▶ **REQUIRED WORK**
Present each line of the entries below that holds the word "from".
- Opening Delimiter -
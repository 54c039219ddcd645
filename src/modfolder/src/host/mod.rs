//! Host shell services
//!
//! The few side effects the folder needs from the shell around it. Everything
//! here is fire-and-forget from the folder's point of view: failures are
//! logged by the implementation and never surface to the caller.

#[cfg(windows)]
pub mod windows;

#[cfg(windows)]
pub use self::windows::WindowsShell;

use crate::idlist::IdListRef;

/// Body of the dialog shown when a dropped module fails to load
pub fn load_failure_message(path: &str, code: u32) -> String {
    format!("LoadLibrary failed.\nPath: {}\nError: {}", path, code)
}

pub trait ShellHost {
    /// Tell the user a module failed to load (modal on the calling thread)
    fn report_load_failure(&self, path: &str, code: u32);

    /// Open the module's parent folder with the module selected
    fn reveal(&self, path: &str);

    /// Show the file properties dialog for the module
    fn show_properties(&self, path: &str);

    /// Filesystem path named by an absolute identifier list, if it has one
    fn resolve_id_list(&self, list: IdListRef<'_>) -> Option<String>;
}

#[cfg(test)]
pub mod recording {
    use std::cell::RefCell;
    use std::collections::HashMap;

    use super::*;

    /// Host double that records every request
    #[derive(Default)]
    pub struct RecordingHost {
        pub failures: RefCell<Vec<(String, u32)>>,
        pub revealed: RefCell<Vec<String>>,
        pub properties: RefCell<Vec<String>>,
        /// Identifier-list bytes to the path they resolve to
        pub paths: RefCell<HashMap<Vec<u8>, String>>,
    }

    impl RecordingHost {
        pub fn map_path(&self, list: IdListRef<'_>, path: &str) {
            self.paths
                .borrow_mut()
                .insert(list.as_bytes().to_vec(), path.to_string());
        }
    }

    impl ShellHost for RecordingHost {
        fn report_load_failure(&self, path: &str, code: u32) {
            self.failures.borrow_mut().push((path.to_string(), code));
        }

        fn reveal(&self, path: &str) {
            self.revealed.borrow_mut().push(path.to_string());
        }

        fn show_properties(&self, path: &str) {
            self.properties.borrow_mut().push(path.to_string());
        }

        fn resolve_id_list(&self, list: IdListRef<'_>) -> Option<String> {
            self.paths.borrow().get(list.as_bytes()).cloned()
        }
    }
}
- Closing Delimiter -
▶ **SOLUTION FOR THIS PROBLEM**
//! The few side effects the folder needs from the shell around it. Everything
//! here is fire-and-forget from the folder's point of view: failures are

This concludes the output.